RosemaryThymeCrackers_3407

A cracker that’s flavoured delicately with olive oil, rosemary and lemon thyme.

Inspiration to bake comes from so many different places, at least it does for me. Case in point: I was on the streetcar returning home from my weekly status meeting with the marketing company when I pulled out my phone to check up on what’s going on in the world of Facebook. The very first story I see is a recipe for crackers from one of our favourite Food Network Canada’s celebrity chefs, Laura Calder (French food at home). You already know how I love to bake my own crackers so this post hit all the right buttons and I knew right away I wanted to make it. The recipe uses fennel seeds and JT is not a huge fan of fennel, so I improvised and replaced the fennel seeds with chopped rosemary. What can I say? They are light, crispy, delicate crackers that (wait for it) taste as if they were deep fried but they are NOT! The recipe came together so easily (I used my food processor to make the pastry-like dough) and they baked up rather quickly. I made mine long triangles but you can really do any old shape; I rather liked that they weren’t uniform and quite rustic. I changed the name of the crackers because mine had a distinct Olive Oil flavour. Definitely making these again.

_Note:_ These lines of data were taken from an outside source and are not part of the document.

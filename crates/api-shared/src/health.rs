/// Health check response body.
#[derive(Debug, Clone, serde::Serialize, serde::Deserialize, utoipa::ToSchema)]
pub struct HealthRes {
    pub ok: bool,
    pub message: String,
}

/// Simple health service usable by any API surface.
///
/// Provides a standardised way to report liveness of the clinic directory
/// without touching the store or any upstream service.
#[derive(Clone)]
pub struct HealthService;

impl HealthService {
    /// Reports the service as alive.
    ///
    /// # Returns
    /// A `HealthRes` indicating the service is healthy.
    pub fn check_health() -> HealthRes {
        HealthRes {
            ok: true,
            message: "clindex is alive".into(),
        }
    }
}

#[cfg(test)]
mod tests {
    use super::*;

    #[test]
    fn health_check_reports_alive() {
        let res = HealthService::check_health();
        assert!(res.ok);
        assert_eq!(res.message, "clindex is alive");
    }
}
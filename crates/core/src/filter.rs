//! Compilation of search criteria into storage predicates.
//!
//! The compiler normalizes the caller's optional criteria once, up front;
//! the resulting [`ClinicFilter`] is what the storage layer evaluates per
//! clinic. There are no error conditions here: an unrecognized language or
//! specialty value compiles into a predicate that matches nothing, it is
//! never rejected.

use clindex_types::{Language, Specialty};

use crate::clinic::Clinic;

/// Optional search criteria as supplied by the caller.
///
/// Absent fields impose no constraint. `accepts_uninsured` is a string flag
/// and only the exact value `"true"` (after trimming) switches the
/// constraint on.
#[derive(Debug, Clone, Default, serde::Deserialize)]
#[serde(rename_all = "camelCase", default)]
pub struct SearchCriteria {
    pub city: Option<String>,
    pub zip_code: Option<String>,
    pub language: Option<String>,
    pub specialty: Option<String>,
    pub accepts_uninsured: Option<String>,
}

/// One compiled membership constraint over a closed enumeration.
#[derive(Debug, Clone, PartialEq)]
enum TagConstraint<T> {
    /// No constraint.
    Open,
    /// The supplied value is not a member of the enumeration; nothing
    /// matches.
    Impossible,
    /// The clinic's set must contain this member.
    Member(T),
}

impl<T: PartialEq> TagConstraint<T> {
    fn compile(raw: Option<&str>) -> Self
    where
        T: std::str::FromStr,
    {
        match raw.map(str::trim).filter(|v| !v.is_empty()) {
            None => TagConstraint::Open,
            Some(value) => match value.parse::<T>() {
                Ok(member) => TagConstraint::Member(member),
                Err(_) => TagConstraint::Impossible,
            },
        }
    }

    fn accepts(&self, set: &[T]) -> bool {
        match self {
            TagConstraint::Open => true,
            TagConstraint::Impossible => false,
            TagConstraint::Member(member) => set.contains(member),
        }
    }
}

/// The normalized predicate description produced by compilation.
///
/// Storage backends either translate this into their native query form or
/// evaluate it directly via [`ClinicFilter::matches`].
#[derive(Debug, Clone)]
pub struct ClinicFilter {
    city_substring: Option<String>,
    zip_code: Option<String>,
    language: TagConstraint<Language>,
    specialty: TagConstraint<Specialty>,
    must_accept_uninsured: bool,
}

impl ClinicFilter {
    /// Compiles criteria into a filter. Never fails.
    pub fn compile(criteria: &SearchCriteria) -> Self {
        let city_substring = criteria
            .city
            .as_deref()
            .map(str::trim)
            .filter(|v| !v.is_empty())
            .map(str::to_lowercase);
        let zip_code = criteria
            .zip_code
            .as_deref()
            .map(str::trim)
            .filter(|v| !v.is_empty())
            .map(str::to_owned);
        let must_accept_uninsured =
            criteria.accepts_uninsured.as_deref().map(str::trim) == Some("true");

        Self {
            city_substring,
            zip_code,
            language: TagConstraint::compile(criteria.language.as_deref()),
            specialty: TagConstraint::compile(criteria.specialty.as_deref()),
            must_accept_uninsured,
        }
    }

    /// A filter with no constraints at all.
    pub fn open() -> Self {
        Self::compile(&SearchCriteria::default())
    }

    /// Evaluates the predicate against one clinic.
    pub fn matches(&self, clinic: &Clinic) -> bool {
        if let Some(needle) = &self.city_substring {
            if !clinic.city.as_str().to_lowercase().contains(needle) {
                return false;
            }
        }
        if let Some(zip) = &self.zip_code {
            if clinic.zip_code.as_str() != zip {
                return false;
            }
        }
        if !self.language.accepts(&clinic.languages) {
            return false;
        }
        if !self.specialty.accepts(&clinic.specialties) {
            return false;
        }
        if self.must_accept_uninsured && !clinic.accepts_uninsured {
            return false;
        }
        true
    }
}
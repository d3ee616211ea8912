//! The storage collaborator seam.
//!
//! Everything above this module speaks [`ClinicStore`]; the trait captures
//! exactly what the directory needs from a document collection: versioned
//! single-document reads and writes, predicate filtering, and the two
//! geospatial query modes with results projected down to summaries.

pub mod memory;

pub use memory::MemoryStore;

use clindex_types::Coordinates;

use crate::clinic::{Clinic, ClinicId, ClinicSummary};
use crate::filter::ClinicFilter;

#[derive(Debug, thiserror::Error)]
pub enum StoreError {
    /// The stored version moved since the caller read the document, or the
    /// document vanished entirely. Callers re-read and retry.
    #[error("stored document version does not match the expected version")]
    VersionConflict,
    #[error("storage unavailable: {0}")]
    Unavailable(String),
}

pub type StoreResult<T> = std::result::Result<T, StoreError>;

/// A stored document together with its optimistic-concurrency version.
#[derive(Debug, Clone)]
pub struct Versioned<T> {
    pub value: T,
    pub version: u64,
}

/// A document collection holding clinic records.
///
/// Geo queries evaluate the compiled filter as well, so callers get the
/// intersection in one pass. Query methods return [`ClinicSummary`]:
/// reviews never leave the store on a search path.
pub trait ClinicStore: Send + Sync {
    /// Stores a new document at version 1.
    ///
    /// Inserting an id that already exists is a `VersionConflict`.
    fn insert(&self, clinic: Clinic) -> StoreResult<()>;

    /// The full document and its current version, if the id resolves.
    fn fetch(&self, id: ClinicId) -> StoreResult<Option<Versioned<Clinic>>>;

    /// Version-checked whole-document save.
    ///
    /// Persists only if the stored version still equals `expected_version`,
    /// and returns the new version. A missing document is a
    /// `VersionConflict` as well (it was removed concurrently).
    fn save(&self, clinic: Clinic, expected_version: u64) -> StoreResult<u64>;

    /// Removes a document. Returns whether it existed.
    fn remove(&self, id: ClinicId) -> StoreResult<bool>;

    /// Total number of stored clinics.
    fn count(&self) -> StoreResult<usize>;

    /// A stable offset/limit page in insertion order.
    fn page(&self, offset: usize, limit: usize) -> StoreResult<Vec<ClinicSummary>>;

    /// All clinics matching the filter, capped at `limit`, insertion order.
    fn find(&self, filter: &ClinicFilter, limit: usize) -> StoreResult<Vec<ClinicSummary>>;

    /// Clinics whose central angle from `center` is at most
    /// `angular_radius`, intersected with the filter, capped at `limit`.
    /// Unordered by distance.
    fn find_within_radius(
        &self,
        center: Coordinates,
        angular_radius: f64,
        filter: &ClinicFilter,
        limit: usize,
    ) -> StoreResult<Vec<ClinicSummary>>;

    /// Clinics within `max_distance_m` metres of `center`, intersected with
    /// the filter, sorted by ascending great-circle distance, capped at
    /// `limit`.
    fn find_nearest(
        &self,
        center: Coordinates,
        max_distance_m: f64,
        filter: &ClinicFilter,
        limit: usize,
    ) -> StoreResult<Vec<ClinicSummary>>;
}
//! Bearer-token authentication.
//!
//! Tokens are static and resolved against a token-to-user map parsed once at
//! startup. The verified [`UserId`] is the only identity the rest of the
//! system ever sees.

use std::collections::HashMap;
use std::env;

use clindex_types::UserId;

/// Why a request could not be authenticated. All variants map to HTTP 401.
#[derive(Debug, thiserror::Error)]
pub enum AuthError {
    #[error("Authentication required")]
    MissingHeader,
    #[error("Authorization header must be a bearer token")]
    NotBearer,
    #[error("Invalid API token")]
    UnknownToken,
}

/// A malformed entry in the token specification string.
#[derive(Debug, thiserror::Error)]
#[error("Malformed token entry {0:?}, expected token:user")]
pub struct TokenSpecError(String);

/// The token-to-user map behind `Authorization: Bearer <token>`.
#[derive(Debug, Clone, Default)]
pub struct BearerTokens {
    tokens: HashMap<String, UserId>,
}

impl BearerTokens {
    /// Parses a `"token:user,token2:user2"` specification.
    ///
    /// Entries are comma-separated; whitespace around entries, tokens and
    /// user names is ignored; empty entries are skipped. An empty
    /// specification yields a map that authenticates nobody.
    ///
    /// # Errors
    /// Returns `TokenSpecError` for an entry without a `:`, or with an
    /// empty token or user part.
    pub fn from_spec(spec: &str) -> Result<Self, TokenSpecError> {
        let mut tokens = HashMap::new();
        for entry in spec.split(',') {
            let entry = entry.trim();
            if entry.is_empty() {
                continue;
            }
            let Some((token, user)) = entry.split_once(':') else {
                return Err(TokenSpecError(entry.to_owned()));
            };
            let token = token.trim();
            if token.is_empty() {
                return Err(TokenSpecError(entry.to_owned()));
            }
            let user = UserId::new(user).map_err(|_| TokenSpecError(entry.to_owned()))?;
            tokens.insert(token.to_owned(), user);
        }
        Ok(Self { tokens })
    }

    /// Reads the specification from `CLINDEX_API_TOKENS`. An unset variable
    /// yields an empty map.
    ///
    /// # Errors
    /// Returns `TokenSpecError` if the variable is set but malformed.
    pub fn from_env() -> Result<Self, TokenSpecError> {
        match env::var("CLINDEX_API_TOKENS") {
            Ok(spec) => Self::from_spec(&spec),
            Err(_) => Ok(Self::default()),
        }
    }

    pub fn is_empty(&self) -> bool {
        self.tokens.is_empty()
    }

    /// Resolves an `Authorization` header value to a user.
    ///
    /// # Arguments
    /// * `header` - The raw header value, if the request carried one.
    ///
    /// # Errors
    /// `MissingHeader` when absent, `NotBearer` when the scheme is not
    /// `Bearer`, `UnknownToken` when the token does not resolve.
    pub fn verify(&self, header: Option<&str>) -> Result<UserId, AuthError> {
        let header = header.ok_or(AuthError::MissingHeader)?;
        let token = header
            .strip_prefix("Bearer ")
            .ok_or(AuthError::NotBearer)?
            .trim();
        self.tokens
            .get(token)
            .cloned()
            .ok_or(AuthError::UnknownToken)
    }
}

#[cfg(test)]
mod tests {
    use super::*;

    #[test]
    fn parses_a_two_entry_spec() {
        let tokens = BearerTokens::from_spec("secret-1:alice, secret-2:bob").expect("valid spec");
        assert_eq!(
            tokens
                .verify(Some("Bearer secret-1"))
                .expect("token resolves")
                .as_str(),
            "alice"
        );
        assert_eq!(
            tokens
                .verify(Some("Bearer secret-2"))
                .expect("token resolves")
                .as_str(),
            "bob"
        );
    }

    #[test]
    fn empty_spec_authenticates_nobody() {
        let tokens = BearerTokens::from_spec("").expect("empty spec is valid");
        assert!(tokens.is_empty());
        assert!(matches!(
            tokens.verify(Some("Bearer anything")),
            Err(AuthError::UnknownToken)
        ));
    }

    #[test]
    fn entry_without_user_is_rejected() {
        assert!(BearerTokens::from_spec("secret-1").is_err());
        assert!(BearerTokens::from_spec("secret-1:").is_err());
        assert!(BearerTokens::from_spec(":alice").is_err());
    }

    #[test]
    fn missing_header_and_wrong_scheme_are_distinct() {
        let tokens = BearerTokens::from_spec("secret-1:alice").expect("valid spec");
        assert!(matches!(tokens.verify(None), Err(AuthError::MissingHeader)));
        assert!(matches!(
            tokens.verify(Some("Basic secret-1")),
            Err(AuthError::NotBearer)
        ));
    }

    #[test]
    fn unknown_token_is_rejected() {
        let tokens = BearerTokens::from_spec("secret-1:alice").expect("valid spec");
        assert!(matches!(
            tokens.verify(Some("Bearer secret-2")),
            Err(AuthError::UnknownToken)
        ));
    }
}
//! In-process clinic storage.
//!
//! Backs the service in tests and single-node deployments. Documents live
//! in a `RwLock`ed map with a separate insertion-order index so pagination
//! stays stable while ids stay hashable. Geo queries are linear scans over
//! central angles, which is plenty for a directory-sized collection.

use std::collections::HashMap;
use std::sync::{RwLock, RwLockReadGuard, RwLockWriteGuard};

use clindex_types::Coordinates;

use crate::clinic::{Clinic, ClinicId, ClinicSummary};
use crate::constants::EARTH_RADIUS_KM;
use crate::filter::ClinicFilter;
use crate::geo::central_angle;
use crate::store::{ClinicStore, StoreError, StoreResult, Versioned};

#[derive(Default)]
struct Inner {
    clinics: HashMap<ClinicId, Versioned<Clinic>>,
    insertion_order: Vec<ClinicId>,
}

/// Thread-safe in-memory implementation of [`ClinicStore`].
#[derive(Default)]
pub struct MemoryStore {
    inner: RwLock<Inner>,
}

impl MemoryStore {
    pub fn new() -> Self {
        Self::default()
    }

    fn read_guard(&self) -> StoreResult<RwLockReadGuard<'_, Inner>> {
        self.inner
            .read()
            .map_err(|_| StoreError::Unavailable("storage lock poisoned".into()))
    }

    fn write_guard(&self) -> StoreResult<RwLockWriteGuard<'_, Inner>> {
        self.inner
            .write()
            .map_err(|_| StoreError::Unavailable("storage lock poisoned".into()))
    }
}

impl Inner {
    /// Clinics in insertion order, filtered; the walk stops once `limit`
    /// matches are collected.
    fn scan<'a>(&'a self, filter: &'a ClinicFilter, limit: usize) -> Vec<&'a Clinic> {
        let mut out = Vec::new();
        for id in &self.insertion_order {
            if out.len() >= limit {
                break;
            }
            if let Some(stored) = self.clinics.get(id) {
                if filter.matches(&stored.value) {
                    out.push(&stored.value);
                }
            }
        }
        out
    }
}

impl ClinicStore for MemoryStore {
    fn insert(&self, clinic: Clinic) -> StoreResult<()> {
        let mut inner = self.write_guard()?;
        if inner.clinics.contains_key(&clinic.id) {
            return Err(StoreError::VersionConflict);
        }
        let id = clinic.id;
        inner.clinics.insert(
            id,
            Versioned {
                value: clinic,
                version: 1,
            },
        );
        inner.insertion_order.push(id);
        Ok(())
    }

    fn fetch(&self, id: ClinicId) -> StoreResult<Option<Versioned<Clinic>>> {
        let inner = self.read_guard()?;
        Ok(inner.clinics.get(&id).cloned())
    }

    fn save(&self, clinic: Clinic, expected_version: u64) -> StoreResult<u64> {
        let mut inner = self.write_guard()?;
        let Some(stored) = inner.clinics.get_mut(&clinic.id) else {
            return Err(StoreError::VersionConflict);
        };
        if stored.version != expected_version {
            return Err(StoreError::VersionConflict);
        }
        stored.value = clinic;
        stored.version += 1;
        Ok(stored.version)
    }

    fn remove(&self, id: ClinicId) -> StoreResult<bool> {
        let mut inner = self.write_guard()?;
        let existed = inner.clinics.remove(&id).is_some();
        if existed {
            inner.insertion_order.retain(|entry| *entry != id);
        }
        Ok(existed)
    }

    fn count(&self) -> StoreResult<usize> {
        Ok(self.read_guard()?.clinics.len())
    }

    fn page(&self, offset: usize, limit: usize) -> StoreResult<Vec<ClinicSummary>> {
        let inner = self.read_guard()?;
        Ok(inner
            .insertion_order
            .iter()
            .skip(offset)
            .take(limit)
            .filter_map(|id| inner.clinics.get(id))
            .map(|stored| stored.value.summary())
            .collect())
    }

    fn find(&self, filter: &ClinicFilter, limit: usize) -> StoreResult<Vec<ClinicSummary>> {
        let inner = self.read_guard()?;
        Ok(inner
            .scan(filter, limit)
            .into_iter()
            .map(Clinic::summary)
            .collect())
    }

    fn find_within_radius(
        &self,
        center: Coordinates,
        angular_radius: f64,
        filter: &ClinicFilter,
        limit: usize,
    ) -> StoreResult<Vec<ClinicSummary>> {
        let inner = self.read_guard()?;
        let mut out = Vec::new();
        for id in &inner.insertion_order {
            if out.len() >= limit {
                break;
            }
            let Some(stored) = inner.clinics.get(id) else {
                continue;
            };
            let clinic = &stored.value;
            if central_angle(center, clinic.location) <= angular_radius && filter.matches(clinic) {
                out.push(clinic.summary());
            }
        }
        Ok(out)
    }

    fn find_nearest(
        &self,
        center: Coordinates,
        max_distance_m: f64,
        filter: &ClinicFilter,
        limit: usize,
    ) -> StoreResult<Vec<ClinicSummary>> {
        let inner = self.read_guard()?;
        let mut candidates: Vec<(f64, &Clinic)> = Vec::new();
        for id in &inner.insertion_order {
            let Some(stored) = inner.clinics.get(id) else {
                continue;
            };
            let clinic = &stored.value;
            let distance_m = central_angle(center, clinic.location) * EARTH_RADIUS_KM * 1000.0;
            if distance_m <= max_distance_m && filter.matches(clinic) {
                candidates.push((distance_m, clinic));
            }
        }
        // Stable sort keeps insertion order between equidistant clinics.
        candidates.sort_by(|a, b| a.0.total_cmp(&b.0));
        Ok(candidates
            .into_iter()
            .take(limit)
            .map(|(_, clinic)| clinic.summary())
            .collect())
    }
}
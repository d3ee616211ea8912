//! Constants used throughout the clindex core crate.
//!
//! Search defaults, geometry constants and validation limits live here so
//! the same values are used by the engine, the stores and the tests.

/// Mean Earth radius in kilometres, used by the haversine distance.
pub const EARTH_RADIUS_KM: f64 = 6371.0;

/// Earth radius in kilometres used to convert a surface radius into an
/// angular radius for spherical containment tests.
pub const ANGULAR_EARTH_RADIUS_KM: f64 = 6378.1;

/// Default search radius in kilometres when the caller supplies none.
pub const DEFAULT_RADIUS_KM: f64 = 25.0;

/// Default number of results returned by searches and listings.
pub const DEFAULT_RESULT_LIMIT: usize = 50;

/// Hard cap on the number of results a single call can request.
pub const MAX_RESULT_LIMIT: usize = 100;

/// Attempts made for a version-checked write before giving up.
pub const WRITE_RETRY_ATTEMPTS: usize = 3;

/// Maximum length of a clinic name, in characters.
pub const MAX_NAME_CHARS: usize = 200;

/// Maximum length of a review comment, in characters.
pub const MAX_COMMENT_CHARS: usize = 500;

/// Hours shown for a weekday with no configured opening times.
pub const CLOSED: &str = "Closed";

/// Default base URL for the geocoding collaborator.
pub const DEFAULT_GEOCODE_URL: &str = "https://nominatim.openstreetmap.org/search";

/// Default country restriction for geocoding queries.
pub const DEFAULT_GEOCODE_COUNTRY: &str = "us";

/// Default timeout for geocoding requests, in seconds.
pub const DEFAULT_GEOCODE_TIMEOUT_SECS: u64 = 10;
#[cfg(test)]
mod tests {
    use super::*;

    fn sample_draft() -> ClinicDraft {
        ClinicDraft {
            name: "Mission Community Clinic".into(),
            address: "123 Valencia St".into(),
            city: "San Francisco".into(),
            state: "ca".into(),
            zip_code: "94110".into(),
            email: Some("info@mission-clinic.org".into()),
            location: Some(LocationDraft {
                kind: Some("Point".into()),
                coordinates: vec![-122.4194, 37.7749],
            }),
            languages: vec!["en".into(), "es".into(), "EN".into()],
            specialties: vec!["primary_care".into(), "dental".into()],
            services: vec!["  Vaccinations ".into(), "vaccinations".into(), "".into()],
            payment_methods: vec!["cash".into(), "medicaid".into()],
            ..ClinicDraft::default()
        }
    }

    #[test]
    fn create_applies_defaults_and_normalization() {
        let clinic = Clinic::create(sample_draft()).expect("draft should validate");
        assert_eq!(clinic.state.as_str(), "CA");
        assert!(clinic.accepts_uninsured, "uninsured acceptance defaults on");
        assert!(!clinic.accepts_medicaid);
        assert_eq!(clinic.languages, vec![Language::En, Language::Es]);
        assert_eq!(clinic.services, vec!["vaccinations".to_owned()]);
        assert_eq!(clinic.hours.monday, "Closed");
        assert_eq!(clinic.average_rating, 0.0);
        assert!(clinic.reviews.is_empty());
    }

    #[test]
    fn create_requires_location() {
        let draft = ClinicDraft {
            location: None,
            ..sample_draft()
        };
        let err = Clinic::create(draft).expect_err("missing location should fail");
        assert_eq!(err.to_string(), "Location coordinates are required");
    }

    #[test]
    fn create_rejects_out_of_range_coordinates() {
        let draft = ClinicDraft {
            location: Some(LocationDraft {
                kind: None,
                coordinates: vec![-200.0, 37.0],
            }),
            ..sample_draft()
        };
        assert!(Clinic::create(draft).is_err());
    }

    #[test]
    fn create_rejects_unknown_language() {
        let draft = ClinicDraft {
            languages: vec!["en".into(), "xx".into()],
            ..sample_draft()
        };
        let err = Clinic::create(draft).expect_err("unknown language should fail");
        assert!(err.to_string().contains("language"));
    }

    #[test]
    fn create_rejects_bad_state_and_email() {
        let draft = ClinicDraft {
            state: "Cal".into(),
            ..sample_draft()
        };
        assert!(Clinic::create(draft).is_err());

        let draft = ClinicDraft {
            email: Some("not-an-email".into()),
            ..sample_draft()
        };
        assert!(Clinic::create(draft).is_err());
    }

    #[test]
    fn create_rejects_overlong_name() {
        let draft = ClinicDraft {
            name: "x".repeat(201),
            ..sample_draft()
        };
        assert!(Clinic::create(draft).is_err());
    }

    #[test]
    fn apply_updates_only_provided_fields() {
        let mut clinic = Clinic::create(sample_draft()).expect("draft should validate");
        let before_created = clinic.created_at;

        clinic
            .apply(ClinicPatch {
                city: Some("Oakland".into()),
                accepts_medicare: Some(true),
                ..ClinicPatch::default()
            })
            .expect("patch should validate");

        assert_eq!(clinic.city.as_str(), "Oakland");
        assert!(clinic.accepts_medicare);
        assert_eq!(clinic.name.as_str(), "Mission Community Clinic");
        assert_eq!(clinic.created_at, before_created);
    }

    #[test]
    fn apply_rejects_invalid_field_without_mutating() {
        let mut clinic = Clinic::create(sample_draft()).expect("draft should validate");
        let err = clinic
            .apply(ClinicPatch {
                city: Some("Oakland".into()),
                state: Some("California".into()),
                ..ClinicPatch::default()
            })
            .expect_err("bad state should fail");
        assert!(matches!(err, DirectoryError::InvalidArgument(_)));
        assert_eq!(clinic.city.as_str(), "San Francisco");
    }

    #[test]
    fn serialized_document_is_camel_case_geojson() {
        let clinic = Clinic::create(sample_draft()).expect("draft should validate");
        let json = serde_json::to_value(&clinic).expect("should serialize");
        assert_eq!(json["zipCode"], "94110");
        assert_eq!(json["location"]["type"], "Point");
        assert_eq!(json["location"]["coordinates"][0], -122.4194);
        assert_eq!(json["averageRating"], 0.0);
        assert!(json.get("phone").is_none(), "absent optionals are omitted");
    }

    #[test]
    fn summary_drops_reviews_and_round_trips_fields() {
        let clinic = Clinic::create(sample_draft()).expect("draft should validate");
        let summary = clinic.summary();
        let json = serde_json::to_value(&summary).expect("should serialize");
        assert!(json.get("reviews").is_none());
        assert!(json.get("distance").is_none());
        assert_eq!(json["name"], "Mission Community Clinic");

        let annotated = clinic.summary().with_distance(13.43);
        let json = serde_json::to_value(&annotated).expect("should serialize");
        assert_eq!(json["distance"], 13.43);
    }
}
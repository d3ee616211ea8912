//! The error taxonomy shared by every directory operation.
//!
//! `Display` on [`DirectoryError`] is the user-visible message; the machine
//! readable kind comes from [`DirectoryError::kind`]. Internal failure
//! detail (query shapes, collaborator payloads) never appears in either.

use crate::geocode::GeocodeError;
use crate::store::StoreError;

#[derive(Debug, thiserror::Error)]
pub enum DirectoryError {
    /// Missing or out-of-range input; the message names the offending field.
    #[error("{0}")]
    InvalidArgument(String),
    /// The clinic or review id did not resolve.
    #[error("{0} not found")]
    NotFound(&'static str),
    /// Authenticated, but not the owner of the resource.
    #[error("{0}")]
    Forbidden(String),
    /// The mutation collides with existing state (duplicate review).
    #[error("{0}")]
    Conflict(String),
    /// Geocoding or storage failed transiently, including timeouts.
    #[error("{0}")]
    UpstreamUnavailable(String),
    /// Mutation attempted without a valid identity.
    #[error("{0}")]
    Unauthenticated(String),
}

impl DirectoryError {
    /// Stable machine-readable name for the error kind.
    pub fn kind(&self) -> &'static str {
        match self {
            DirectoryError::InvalidArgument(_) => "invalid_argument",
            DirectoryError::NotFound(_) => "not_found",
            DirectoryError::Forbidden(_) => "forbidden",
            DirectoryError::Conflict(_) => "conflict",
            DirectoryError::UpstreamUnavailable(_) => "upstream_unavailable",
            DirectoryError::Unauthenticated(_) => "unauthenticated",
        }
    }
}

impl From<StoreError> for DirectoryError {
    fn from(err: StoreError) -> Self {
        match err {
            // Retry loops intercept conflicts before this conversion; one
            // arriving here means the retry budget is spent.
            StoreError::VersionConflict => DirectoryError::UpstreamUnavailable(
                "The record was modified concurrently, please retry".into(),
            ),
            StoreError::Unavailable(reason) => DirectoryError::UpstreamUnavailable(reason),
        }
    }
}

impl From<GeocodeError> for DirectoryError {
    fn from(err: GeocodeError) -> Self {
        DirectoryError::UpstreamUnavailable(err.to_string())
    }
}

pub type DirectoryResult<T> = std::result::Result<T, DirectoryError>;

Olive Oil, Rosemary and Lemon Thyme Crackers

(Please click here to see Laura’s original recipe)
Makes about 24 crackers, but it depends on what size you cut them.

Ingredients:

  • 1 cup (125 g) flour
  • 1/2 tsp salt
  • A good grinding of mixed pepper corns
  • 2 tbsp cold butter, cut into small pieces
  • 2 tbsp EVOO
  • 1/4 cup (60 mL) non-fat yoghurt
  • 1 tsp fresh lemon thyme leaves
  • 1 tbsp chopped fresh rosemary

Directions:

  1. Pre-heat the oven to 375°F (190°C).
  2. Using the metal blades in your food processor, add all the ingredients and pulse until entirely combined and the dough resembles small pea-like chunks. Don’t over mix because we don’t want the butter to melt.
  3. Turn out onto a piece of lightly floured parchment and roll out to about 1 mm (1/8″) thick. You will need to flour both sides as this dough is rather sticky.
  4. Cut into shapes using a pizza wheel and a kitchen ruler. (I cut triangles that were around 13cm x 5cm  (5″ x 2″)
  5. Bake for 10-12 minutes or until they begin to get a golden tone. Allow to cool completely on a wire rack.
  6. Store in an air tight container.
  7. Serve with your favourite dip or cheese.
RosemaryThymeCrackers_3401

They are strong enough to hold dip.

RosemaryThymeCrackers_3400

I used a lovely peppery Olive Oil (the one that our neighbour Tom’s father bottles from Greece).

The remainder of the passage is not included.